"Ni el que planta ni el que riega es algo, sino Dios que da el
crecimiento". (1 Cor. 3:7)
En el año 2012 yo vivía temporalmente en Córdoba (Argentina), en un pequeño apartamento que por estar en planta baja tenía un patio con césped (grama) y algunas plantas. Para enriquecer la tierra hice un hoyo donde arrojaba los deshechos orgánicos. Para mi sorpresa, un día comenzó a crecer una planta en ese lugar: un carozo (hueso) de palta (aguacate) había germinado. Fue una hermosa sorpresa, pero pensé que en ese lugar -muy cerca de un muro- y en un clima nada favorable, no prosperaría mucho. Simplemente, lo dejé estar. Continuó creciendo, fue desarrollando un delgado tronco, sus hojas se hicieron más grandes, pero yo continuaba sin tener esperanza de que llegara muy lejos. A mediados del 2013 me trasladé a Puerto Rico y el arbolito tenía ya más de un metro de altura.
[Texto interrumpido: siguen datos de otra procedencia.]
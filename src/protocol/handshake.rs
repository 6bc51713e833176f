//! Handshake controller.
//!
//! Drives the configuration exchange that moves the peer from "not ready"
//! to "serving data":
//!
//! ```text
//!   begin()                     write want-config(nonce)
//!      │
//!      ▼
//!   on_write_acknowledged() ──> Read
//!      │
//!      ▼
//!   on_read_result(empty)  ──> RetryAfter(backoff)  ──┐
//!   on_read_result(bytes)  ──> Complete(bytes)        │ (bounded)
//!   budget exhausted       ──> TimedOut  <────────────┘
//! ```
//!
//! An empty read here is the peer still assembling its configuration, not a
//! failure. The controller only decides; the session actor performs the I/O.

use std::time::Duration;

use bytes::Bytes;
use tokio::time::Instant;

use super::message::HandshakeRequest;
use super::session::LinkSession;
use crate::config::HandshakeConfig;
use crate::error::{LinkError, Result};
use crate::transport::ReadResult;

/// What the session should do next.
#[derive(Debug, Clone, PartialEq, Eq)]
pub enum HandshakeStep {
    /// Issue a configuration read now
    Read,
    /// Wait, then issue another configuration read
    RetryAfter(Duration),
    /// Configuration arrived; the payload is the first frame
    Complete(Bytes),
    /// Budget exhausted
    TimedOut {
        /// Reads made
        attempts: u32,
        /// Time since the handshake write
        elapsed: Duration,
    },
}

/// Exponential backoff schedule for configuration re-reads.
#[derive(Debug, Clone)]
pub struct Backoff {
    next: Duration,
    max: Duration,
    multiplier: f64,
}

impl Backoff {
    /// Schedule from config.
    pub fn new(config: &HandshakeConfig) -> Self {
        Self {
            next: config.initial_delay(),
            max: config.max_delay(),
            multiplier: config.backoff_multiplier,
        }
    }

    /// Delay to use now; grows the following one.
    pub fn next_delay(&mut self) -> Duration {
        let delay = self.next.min(self.max);
        // Overflow or a non-finite product saturates at the cap
        self.next = Duration::try_from_secs_f64(self.next.as_secs_f64() * self.multiplier)
            .map_or(self.max, |d| d.min(self.max));
        delay
    }
}

/// Handshake controller for one session.
#[derive(Debug)]
pub struct HandshakeController {
    config: HandshakeConfig,
    backoff: Backoff,
    request: Option<HandshakeRequest>,
    acknowledged_at: Option<Instant>,
    attempts: u32,
    completed: bool,
}

impl HandshakeController {
    /// Create a controller with the given budget
    pub fn new(config: HandshakeConfig) -> Self {
        let backoff = Backoff::new(&config);
        Self {
            config,
            backoff,
            request: None,
            acknowledged_at: None,
            attempts: 0,
            completed: false,
        }
    }

    /// Produce the session's single configuration request.
    pub fn begin(&mut self, session: &LinkSession) -> Result<HandshakeRequest> {
        if self.request.is_some() || session.is_first_write_sent() {
            return Err(LinkError::ProtocolViolation(
                "handshake already started".to_string(),
            ));
        }
        let request = HandshakeRequest::generate();
        self.request = Some(request);
        Ok(request)
    }

    /// The peer acknowledged the request write. Starts the budget clock.
    pub fn on_write_acknowledged(&mut self, session: &mut LinkSession) -> Result<HandshakeStep> {
        let request = self.request.ok_or_else(|| {
            LinkError::ProtocolViolation("write acknowledged before begin()".to_string())
        })?;
        session.on_handshake_sent(&request)?;
        self.acknowledged_at = Some(Instant::now());
        Ok(HandshakeStep::Read)
    }

    /// Feed the result of a configuration read.
    pub fn on_read_result(&mut self, result: ReadResult) -> HandshakeStep {
        self.attempts += 1;

        if !result.is_empty() {
            self.completed = true;
            return HandshakeStep::Complete(result.into_bytes());
        }

        let elapsed = self.elapsed();
        if self.attempts >= self.config.max_attempts {
            return HandshakeStep::TimedOut {
                attempts: self.attempts,
                elapsed,
            };
        }

        let delay = self.backoff.next_delay();
        if elapsed + delay >= self.config.total_timeout() {
            return HandshakeStep::TimedOut {
                attempts: self.attempts,
                elapsed,
            };
        }
        HandshakeStep::RetryAfter(delay)
    }

    /// A configuration read did not complete within the remaining budget.
    pub fn on_read_timeout(&mut self) -> HandshakeStep {
        self.attempts += 1;
        HandshakeStep::TimedOut {
            attempts: self.attempts,
            elapsed: self.elapsed(),
        }
    }

    /// Budget left on the wall clock.
    pub fn remaining(&self) -> Duration {
        self.config.total_timeout().saturating_sub(self.elapsed())
    }

    /// Reads made so far
    pub fn attempts(&self) -> u32 {
        self.attempts
    }

    /// Whether configuration has been received
    pub fn is_complete(&self) -> bool {
        self.completed
    }

    /// The dispatched request
    pub fn request(&self) -> Option<HandshakeRequest> {
        self.request
    }

    fn elapsed(&self) -> Duration {
        self.acknowledged_at
            .map(|t| t.elapsed())
            .unwrap_or_default()
    }
}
Pensé en sacarlo porque en el futuro podía molestar a algún vecino, y “si total no va dar fruto…”. La inquilina que ocupó después el apartamento lo cuidó, vio crecer su tronco y sus hojas, pero nada más.
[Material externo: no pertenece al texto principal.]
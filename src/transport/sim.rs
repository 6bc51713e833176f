//! In-process radio peer simulator
//!
//! A scripted stand-in for the embedded device. It models the part of the
//! peer's state machine the session depends on: reads of the data endpoint
//! return empty until a valid want-config request has been written, then
//! optionally keep returning empty for a while before the configuration
//! appears. Failures and latency can be injected per operation, and every
//! call is recorded for invariant checks.
//!
//! Used for integration testing and the `radiolink simulate` command.

use std::collections::{HashMap, VecDeque};
use std::sync::{Arc, Mutex, MutexGuard};
use std::time::Duration;

use async_trait::async_trait;
use bytes::Bytes;

use super::{
    CharProps, ConnectionHandle, DiscoveredCharacteristic, Endpoint, EventCallback, LinkTransport,
    ReadResult, TransportResult,
};
use crate::config::LinkIds;
use crate::error::TransportError;
use crate::protocol::{EndpointRole, HandshakeRequest};

/// Operation kinds, for failure injection.
#[derive(Debug, Clone, Copy, PartialEq, Eq, Hash)]
pub enum SimOpKind {
    /// `connect`
    Connect,
    /// `discover`
    Discover,
    /// `write`
    Write,
    /// `read`
    Read,
    /// `subscribe`
    Subscribe,
}

/// Recorded transport activity.
#[derive(Debug, Clone, PartialEq, Eq)]
pub enum SimOp {
    /// Connection established
    Connect(ConnectionHandle),
    /// Discovery run
    Discover(ConnectionHandle),
    /// Bytes written
    Write {
        /// Connection
        handle: ConnectionHandle,
        /// Target endpoint
        endpoint: Endpoint,
        /// Payload
        data: Bytes,
    },
    /// Read issued
    Read {
        /// Connection
        handle: ConnectionHandle,
        /// Target endpoint
        endpoint: Endpoint,
        /// Whether the peer had not yet received a handshake request
        before_handshake: bool,
    },
    /// Notifications enabled
    Subscribe(ConnectionHandle, Endpoint),
    /// Notifications disabled
    Unsubscribe(ConnectionHandle, Endpoint),
    /// Host-side teardown
    Disconnect(ConnectionHandle),
    /// Peer signalled data available
    Notify(ConnectionHandle),
    /// Peer-side link loss
    PeerDropped(ConnectionHandle),
}

/// Static description of the simulated peer.
#[derive(Debug, Clone)]
pub struct SimPeerProfile {
    /// Ids the peer exposes
    pub ids: LinkIds,
    /// Roles whose characteristic the peer does not expose
    pub missing: Vec<EndpointRole>,
    /// Empty reads served after the handshake before configuration appears
    pub empty_reads_before_config: usize,
    /// Configuration frames queued once the handshake request arrives
    pub config_frames: Vec<Bytes>,
    /// Delay applied to every read
    pub read_latency: Duration,
    /// Delay applied to every write
    pub write_latency: Duration,
}

impl Default for SimPeerProfile {
    fn default() -> Self {
        Self {
            ids: LinkIds::default(),
            missing: Vec::new(),
            empty_reads_before_config: 0,
            config_frames: vec![Bytes::from_static(b"\x0a\x04sim0")],
            read_latency: Duration::ZERO,
            write_latency: Duration::ZERO,
        }
    }
}

struct Subscription {
    endpoint: Endpoint,
    callback: EventCallback,
}

struct Connection {
    handle: ConnectionHandle,
    on_disconnect: EventCallback,
    subscription: Option<Subscription>,
    configured: bool,
    empty_reads_remaining: usize,
}

struct Inner {
    profile: SimPeerProfile,
    next_handle: u64,
    conn: Option<Connection>,
    outbox: VecDeque<Bytes>,
    failures: HashMap<SimOpKind, VecDeque<TransportError>>,
    /// Every notify callback ever registered, kept past teardown so tests can
    /// replay late deliveries from a platform stack.
    notify_history: Vec<(ConnectionHandle, EventCallback)>,
    log: Vec<SimOp>,
}

/// Simulated peer implementing [`LinkTransport`].
#[derive(Clone)]
pub struct SimTransport {
    inner: Arc<Mutex<Inner>>,
}

impl Default for SimTransport {
    fn default() -> Self {
        Self::new(SimPeerProfile::default())
    }
}

impl std::fmt::Debug for SimTransport {
    fn fmt(&self, f: &mut std::fmt::Formatter<'_>) -> std::fmt::Result {
        f.debug_struct("SimTransport").finish_non_exhaustive()
    }
}

impl SimTransport {
    /// Create a simulated peer.
    pub fn new(profile: SimPeerProfile) -> Self {
        Self {
            inner: Arc::new(Mutex::new(Inner {
                profile,
                next_handle: 1,
                conn: None,
                outbox: VecDeque::new(),
                failures: HashMap::new(),
                notify_history: Vec::new(),
                log: Vec::new(),
            })),
        }
    }

    fn lock(&self) -> MutexGuard<'_, Inner> {
        // A panicking test thread must not wedge the others
        self.inner.lock().unwrap_or_else(|e| e.into_inner())
    }

    /// Make the next `op` call fail with `err`. Queued failures are consumed in order.
    pub fn fail_next(&self, op: SimOpKind, err: TransportError) {
        self.lock().failures.entry(op).or_default().push_back(err);
    }

    /// Replace the peer profile; applies to the next connection.
    pub fn set_profile(&self, profile: SimPeerProfile) {
        self.lock().profile = profile;
    }

    /// Queue application data on the peer. Does not notify.
    pub fn push_frames<I, B>(&self, frames: I)
    where
        I: IntoIterator<Item = B>,
        B: Into<Bytes>,
    {
        self.lock().outbox.extend(frames.into_iter().map(Into::into));
    }

    /// Frames still queued on the peer.
    pub fn queued(&self) -> usize {
        self.lock().outbox.len()
    }

    /// Fire the live connection's notify callback. Returns `false` if nothing
    /// is subscribed.
    pub fn notify(&self) -> bool {
        let callback = {
            let mut inner = self.lock();
            let Some((handle, cb)) = inner.conn.as_ref().and_then(|c| {
                c.subscription
                    .as_ref()
                    .map(|s| (c.handle, Arc::clone(&s.callback)))
            }) else {
                return false;
            };
            inner.log.push(SimOp::Notify(handle));
            cb
        };
        callback();
        true
    }

    /// Queue frames and signal their arrival.
    pub fn deliver<I, B>(&self, frames: I) -> bool
    where
        I: IntoIterator<Item = B>,
        B: Into<Bytes>,
    {
        self.push_frames(frames);
        self.notify()
    }

    /// Invoke every notify callback ever registered for `handle`, even after
    /// teardown.
    pub fn replay_notify(&self, handle: ConnectionHandle) -> usize {
        let callbacks: Vec<_> = self
            .lock()
            .notify_history
            .iter()
            .filter(|(h, _)| *h == handle)
            .map(|(_, cb)| Arc::clone(cb))
            .collect();
        for cb in &callbacks {
            cb();
        }
        callbacks.len()
    }

    /// Simulate the peer dropping the link.
    pub fn drop_link(&self) -> bool {
        let callback = {
            let mut inner = self.lock();
            let Some(conn) = inner.conn.take() else {
                return false;
            };
            inner.log.push(SimOp::PeerDropped(conn.handle));
            conn.on_disconnect
        };
        callback();
        true
    }

    /// Handle of the live connection, if any.
    pub fn current_handle(&self) -> Option<ConnectionHandle> {
        self.lock().conn.as_ref().map(|c| c.handle)
    }

    /// Recorded operations.
    pub fn ops(&self) -> Vec<SimOp> {
        self.lock().log.clone()
    }

    /// Reads issued before the peer saw a handshake request.
    pub fn reads_before_handshake(&self) -> usize {
        self.lock()
            .log
            .iter()
            .filter(|op| matches!(op, SimOp::Read { before_handshake: true, .. }))
            .count()
    }

    /// Writes that decode as handshake requests.
    pub fn handshake_writes(&self) -> Vec<HandshakeRequest> {
        self.lock()
            .log
            .iter()
            .filter_map(|op| match op {
                SimOp::Write { data, .. } => HandshakeRequest::decode(data).ok(),
                _ => None,
            })
            .collect()
    }

    /// Reads issued on any connection.
    pub fn read_count(&self) -> usize {
        self.lock()
            .log
            .iter()
            .filter(|op| matches!(op, SimOp::Read { .. }))
            .count()
    }

    fn take_failure(inner: &mut Inner, op: SimOpKind) -> Option<TransportError> {
        inner.failures.get_mut(&op).and_then(VecDeque::pop_front)
    }

    fn live<'a>(inner: &'a mut Inner, handle: ConnectionHandle) -> TransportResult<&'a mut Connection> {
        match inner.conn.as_mut() {
            Some(conn) if conn.handle == handle => Ok(conn),
            _ => Err(TransportError::fatal(format!("{handle} is not connected"))),
        }
    }

    fn characteristics(profile: &SimPeerProfile) -> Vec<DiscoveredCharacteristic> {
        let ids = &profile.ids;
        [
            (EndpointRole::Write, ids.write_uuid, CharProps::WRITE),
            (EndpointRole::Read, ids.read_uuid, CharProps::READ),
            (EndpointRole::Notify, ids.notify_uuid, CharProps::READ_NOTIFY),
        ]
        .into_iter()
        .filter(|(role, _, _)| !profile.missing.contains(role))
        .map(|(_, uuid, props)| DiscoveredCharacteristic {
            service: ids.service_uuid,
            uuid,
            props,
        })
        .collect()
    }
}

#[async_trait]
impl LinkTransport for SimTransport {
    async fn connect(&self, on_disconnect: EventCallback) -> TransportResult<ConnectionHandle> {
        let mut inner = self.lock();
        if let Some(err) = Self::take_failure(&mut inner, SimOpKind::Connect) {
            return Err(err);
        }

        let handle = ConnectionHandle(inner.next_handle);
        inner.next_handle += 1;
        inner.conn = Some(Connection {
            handle,
            on_disconnect,
            subscription: None,
            configured: false,
            empty_reads_remaining: 0,
        });
        inner.log.push(SimOp::Connect(handle));
        Ok(handle)
    }

    async fn discover(
        &self,
        handle: ConnectionHandle,
    ) -> TransportResult<Vec<DiscoveredCharacteristic>> {
        let mut inner = self.lock();
        Self::live(&mut inner, handle)?;
        inner.log.push(SimOp::Discover(handle));
        if let Some(err) = Self::take_failure(&mut inner, SimOpKind::Discover) {
            return Err(err);
        }
        Ok(Self::characteristics(&inner.profile))
    }

    async fn write(
        &self,
        handle: ConnectionHandle,
        endpoint: Endpoint,
        data: Bytes,
    ) -> TransportResult<()> {
        let latency = self.lock().profile.write_latency;
        if !latency.is_zero() {
            tokio::time::sleep(latency).await;
        }

        let mut inner = self.lock();
        Self::live(&mut inner, handle)?;
        inner.log.push(SimOp::Write {
            handle,
            endpoint,
            data: data.clone(),
        });
        if let Some(err) = Self::take_failure(&mut inner, SimOpKind::Write) {
            return Err(err);
        }

        let write_uuid = inner.profile.ids.write_uuid;
        if endpoint.0 == write_uuid && HandshakeRequest::decode(&data).is_ok() {
            let empty_reads = inner.profile.empty_reads_before_config;
            let config = inner.profile.config_frames.clone();
            let conn = Self::live(&mut inner, handle)?;
            conn.configured = true;
            conn.empty_reads_remaining = empty_reads;
            inner.outbox.extend(config);
        }
        Ok(())
    }

    async fn read(
        &self,
        handle: ConnectionHandle,
        endpoint: Endpoint,
    ) -> TransportResult<ReadResult> {
        let latency = {
            let mut inner = self.lock();
            let before_handshake = !Self::live(&mut inner, handle)?.configured;
            inner.log.push(SimOp::Read {
                handle,
                endpoint,
                before_handshake,
            });
            inner.profile.read_latency
        };
        if !latency.is_zero() {
            tokio::time::sleep(latency).await;
        }

        let mut inner = self.lock();
        if let Some(err) = Self::take_failure(&mut inner, SimOpKind::Read) {
            return Err(err);
        }
        let read_uuid = inner.profile.ids.read_uuid;
        let conn = Self::live(&mut inner, handle)?;
        if endpoint.0 != read_uuid || !conn.configured {
            return Ok(ReadResult::empty());
        }
        if conn.empty_reads_remaining > 0 {
            conn.empty_reads_remaining -= 1;
            return Ok(ReadResult::empty());
        }
        Ok(inner
            .outbox
            .pop_front()
            .map(ReadResult::new)
            .unwrap_or_default())
    }

    async fn subscribe(
        &self,
        handle: ConnectionHandle,
        endpoint: Endpoint,
        on_notify: EventCallback,
    ) -> TransportResult<()> {
        let mut inner = self.lock();
        if let Some(err) = Self::take_failure(&mut inner, SimOpKind::Subscribe) {
            return Err(err);
        }
        let conn = Self::live(&mut inner, handle)?;
        conn.subscription = Some(Subscription {
            endpoint,
            callback: Arc::clone(&on_notify),
        });
        inner.notify_history.push((handle, on_notify));
        inner.log.push(SimOp::Subscribe(handle, endpoint));
        Ok(())
    }

    async fn unsubscribe(
        &self,
        handle: ConnectionHandle,
        endpoint: Endpoint,
    ) -> TransportResult<()> {
        let mut inner = self.lock();
        inner.log.push(SimOp::Unsubscribe(handle, endpoint));
        let conn = Self::live(&mut inner, handle)?;
        if conn
            .subscription
            .as_ref()
            .is_some_and(|s| s.endpoint == endpoint)
        {
            conn.subscription = None;
        }
        Ok(())
    }

    async fn disconnect(&self, handle: ConnectionHandle) {
        let mut inner = self.lock();
        if inner.conn.as_ref().is_some_and(|c| c.handle == handle) {
            inner.conn = None;
        }
        inner.log.push(SimOp::Disconnect(handle));
    }

    fn name(&self) -> &'static str {
        "sim"
    }
}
Hace unos días, la inquilina actual me envió esta foto que miré incrédula. El árbol, casi descartado, aquel que parecía inútil, ¡está dando fruto!
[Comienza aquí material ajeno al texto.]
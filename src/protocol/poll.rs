//! Notification-driven poll loop.
//!
//! The peer's notify endpoint only says "something is queued". Each signal
//! schedules a drain cycle: read the data endpoint until it comes back empty,
//! handing every non-empty payload onward as a [`Frame`] in read order.
//!
//! Notifications coalesce. While a cycle is pending or running, further
//! notifications collapse into at most one follow-up cycle; none is ever
//! dropped outright, since data queued after the running cycle's final read
//! would otherwise sit until the next unrelated notification.

use std::sync::atomic::{AtomicU64, Ordering};
use std::sync::Arc;

use bytes::Bytes;
use serde::Serialize;

use super::generation::Generation;
use crate::transport::ReadResult;

/// Payload pulled from the peer, in delivery order.
#[derive(Debug, Clone, PartialEq, Eq)]
pub struct Frame {
    /// Generation of the session that read it
    pub generation: Generation,
    /// Position in the client's delivery order (starts at 0)
    pub sequence: u64,
    /// Raw bytes as read; decoding is the application's job
    pub payload: Bytes,
}

/// Outcome of feeding a notification to the loop.
#[derive(Debug, Clone, Copy, PartialEq, Eq)]
pub enum NotifyAction {
    /// Nothing pending or running: start a cycle now
    StartPull,
    /// A cycle is running; one follow-up is now scheduled
    FollowUpScheduled,
    /// A cycle was already pending; folded into it
    Coalesced,
}

/// What scheduled a drain cycle.
#[derive(Debug, Clone, Copy, PartialEq, Eq, Serialize)]
#[serde(rename_all = "snake_case")]
pub enum PullTrigger {
    /// The peer signalled data available
    Notification,
    /// Handshake completed; the peer may have queued data behind its configuration
    Handshake,
    /// The previous cycle stopped at its read bound
    ReadBound,
}

/// What to do after a read inside a cycle.
#[derive(Debug, Clone, PartialEq, Eq)]
pub enum PullStep {
    /// Deliver this frame, then read again
    Deliver(Frame),
    /// Empty read: peer drained
    Drained,
    /// Deliver this frame; the cycle hit its read bound and ends here
    DeliverAndYield(Frame),
}

/// Coalescing state and frame sequencing for one client.
#[derive(Debug)]
pub struct PollLoop {
    max_reads_per_pull: usize,
    pending: Option<PullTrigger>,
    pulling: bool,
    reads_this_cycle: usize,
    frames_this_cycle: usize,
    sequence: Arc<AtomicU64>,
}

impl PollLoop {
    /// Loop bounded to `max_reads_per_pull` reads per cycle
    pub fn new(max_reads_per_pull: usize) -> Self {
        Self {
            max_reads_per_pull: max_reads_per_pull.max(1),
            pending: None,
            pulling: false,
            reads_this_cycle: 0,
            frames_this_cycle: 0,
            sequence: Arc::new(AtomicU64::new(0)),
        }
    }

    /// Number frames from a counter shared with other sessions of a client.
    ///
    /// Numbers are taken as frames are stamped, so overlapping sessions
    /// never hand out the same one.
    pub fn with_sequence(mut self, sequence: Arc<AtomicU64>) -> Self {
        self.sequence = sequence;
        self
    }

    /// Record a data-available signal.
    pub fn on_notify(&mut self) -> NotifyAction {
        self.schedule(PullTrigger::Notification)
    }

    /// Schedule a drain once the handshake completes, without a notification.
    ///
    /// If notifications already left a cycle pending, that cycle covers it.
    pub fn on_handshake_complete(&mut self) -> NotifyAction {
        self.schedule(PullTrigger::Handshake)
    }

    fn schedule(&mut self, trigger: PullTrigger) -> NotifyAction {
        if self.pending.is_some() {
            NotifyAction::Coalesced
        } else if self.pulling {
            self.pending = Some(trigger);
            NotifyAction::FollowUpScheduled
        } else {
            self.pending = Some(trigger);
            NotifyAction::StartPull
        }
    }

    /// Whether a cycle is waiting to start
    pub fn is_pending(&self) -> bool {
        self.pending.is_some()
    }

    /// Whether a cycle is running
    pub fn is_pulling(&self) -> bool {
        self.pulling
    }

    /// Begin the pending cycle, returning what scheduled it.
    /// `None` if nothing was pending.
    pub fn start_pull(&mut self) -> Option<PullTrigger> {
        if self.pulling {
            return None;
        }
        let trigger = self.pending.take()?;
        self.pulling = true;
        self.reads_this_cycle = 0;
        self.frames_this_cycle = 0;
        Some(trigger)
    }

    /// Feed one read of the running cycle.
    pub fn on_read(&mut self, generation: Generation, result: ReadResult) -> PullStep {
        self.reads_this_cycle += 1;
        if result.is_empty() {
            return PullStep::Drained;
        }

        let frame = self.frame(generation, result.into_bytes());
        self.frames_this_cycle += 1;
        if self.reads_this_cycle >= self.max_reads_per_pull {
            // More may be queued; make sure a follow-up runs
            self.pending.get_or_insert(PullTrigger::ReadBound);
            PullStep::DeliverAndYield(frame)
        } else {
            PullStep::Deliver(frame)
        }
    }

    /// End the running cycle. Returns `true` if a follow-up is due.
    pub fn finish_pull(&mut self) -> bool {
        self.pulling = false;
        self.pending.is_some()
    }

    /// Frames produced by the running (or last) cycle
    pub fn frames_this_cycle(&self) -> usize {
        self.frames_this_cycle
    }

    /// Stamp a payload with the next sequence number.
    pub fn frame(&mut self, generation: Generation, payload: Bytes) -> Frame {
        let sequence = self.sequence.fetch_add(1, Ordering::SeqCst);
        Frame {
            generation,
            sequence,
            payload,
        }
    }

    /// Sequence number the next frame will get
    pub fn next_sequence(&self) -> u64 {
        self.sequence.load(Ordering::SeqCst)
    }
}

#[cfg(test)]
mod tests {
    use super::*;
    use proptest::prelude::*;

    const G: Generation = Generation(1);

    #[test]
    fn test_drain_cycle_in_order() {
        let mut poll = PollLoop::new(16);
        assert_eq!(poll.on_notify(), NotifyAction::StartPull);
        assert_eq!(poll.start_pull(), Some(PullTrigger::Notification));

        let mut delivered = Vec::new();
        for payload in [&b"one"[..], &b"two"[..], &b"three"[..], &b""[..]] {
            match poll.on_read(G, ReadResult::new(payload.to_vec())) {
                PullStep::Deliver(frame) => delivered.push(frame),
                PullStep::Drained => break,
                PullStep::DeliverAndYield(_) => panic!("bound not reached"),
            }
        }
        assert!(!poll.finish_pull());

        let payloads: Vec<_> = delivered.iter().map(|f| f.payload.clone()).collect();
        assert_eq!(
            payloads,
            vec![
                Bytes::from_static(b"one"),
                Bytes::from_static(b"two"),
                Bytes::from_static(b"three"),
            ]
        );
        let seqs: Vec<_> = delivered.iter().map(|f| f.sequence).collect();
        assert_eq!(seqs, vec![0, 1, 2]);
    }

    #[test]
    fn test_notify_during_pull_schedules_one_follow_up() {
        let mut poll = PollLoop::new(16);
        poll.on_notify();
        poll.start_pull();

        assert_eq!(poll.on_notify(), NotifyAction::FollowUpScheduled);
        assert_eq!(poll.on_notify(), NotifyAction::Coalesced);
        assert_eq!(poll.on_notify(), NotifyAction::Coalesced);

        assert!(poll.finish_pull());
        assert_eq!(poll.start_pull(), Some(PullTrigger::Notification));
        assert!(!poll.finish_pull());
        assert_eq!(poll.start_pull(), None);
    }

    #[test]
    fn test_read_bound_yields_and_reschedules() {
        let mut poll = PollLoop::new(2);
        poll.on_notify();
        poll.start_pull();

        assert!(matches!(
            poll.on_read(G, ReadResult::new(vec![1])),
            PullStep::Deliver(_)
        ));
        assert!(matches!(
            poll.on_read(G, ReadResult::new(vec![2])),
            PullStep::DeliverAndYield(_)
        ));
        // Follow-up owed even without a new notification
        assert!(poll.finish_pull());
        assert_eq!(poll.start_pull(), Some(PullTrigger::ReadBound));
    }

    #[test]
    fn test_handshake_drain_is_not_a_notification() {
        let mut poll = PollLoop::new(4);
        assert_eq!(poll.on_handshake_complete(), NotifyAction::StartPull);
        assert_eq!(poll.start_pull(), Some(PullTrigger::Handshake));
        assert!(!poll.finish_pull());

        // A notification that arrived during the handshake keeps its trigger
        let mut poll = PollLoop::new(4);
        poll.on_notify();
        assert_eq!(poll.on_handshake_complete(), NotifyAction::Coalesced);
        assert_eq!(poll.start_pull(), Some(PullTrigger::Notification));
    }

    #[test]
    fn test_shared_sequence_across_loops() {
        let counter = Arc::new(AtomicU64::new(0));
        let mut first = PollLoop::new(4).with_sequence(Arc::clone(&counter));
        let mut second = PollLoop::new(4).with_sequence(Arc::clone(&counter));

        assert_eq!(first.frame(G, Bytes::from_static(b"a")).sequence, 0);
        assert_eq!(second.frame(Generation(2), Bytes::from_static(b"b")).sequence, 1);
        assert_eq!(first.frame(G, Bytes::from_static(b"c")).sequence, 2);
        assert_eq!(second.next_sequence(), 3);
    }

    #[test]
    fn test_start_pull_without_pending() {
        let mut poll = PollLoop::new(4);
        assert_eq!(poll.start_pull(), None);
        assert!(!poll.is_pulling());
    }

    proptest! {
        /// However notifications interleave with a running cycle, exactly one
        /// follow-up results if any arrived, and none otherwise.
        #[test]
        fn prop_notifications_coalesce(during in 0usize..50, before in 1usize..10) {
            let mut poll = PollLoop::new(8);
            let mut starts = 0;
            for _ in 0..before {
                if poll.on_notify() == NotifyAction::StartPull {
                    starts += 1;
                }
            }
            prop_assert_eq!(starts, 1);
            prop_assert!(poll.start_pull().is_some());

            for _ in 0..during {
                prop_assert_ne!(poll.on_notify(), NotifyAction::StartPull);
            }

            let follow_up = poll.finish_pull();
            prop_assert_eq!(follow_up, during > 0);
            if follow_up {
                prop_assert!(poll.start_pull().is_some());
                prop_assert!(!poll.finish_pull());
            }
        }
    }
}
Cuántas veces creemos que hemos predicado en vano, que la semilla cayó en mala tierra, que el contexto no es favorable, que no vale la pena seguir cultivando una relación, que mejor descartarla y seguir. Pero, aún sin que lo percibamos, Dios está obrando, está dando crecimiento. Tal vez nosotros no lleguemos a ver el fruto espiritual que anhelamos, pero otros lo recogerán.
Sigo sembrando y cuidando, allí donde Dios me lleve, aunque parezca tierra desierta.
Es el Espíritu quien da el crecimiento.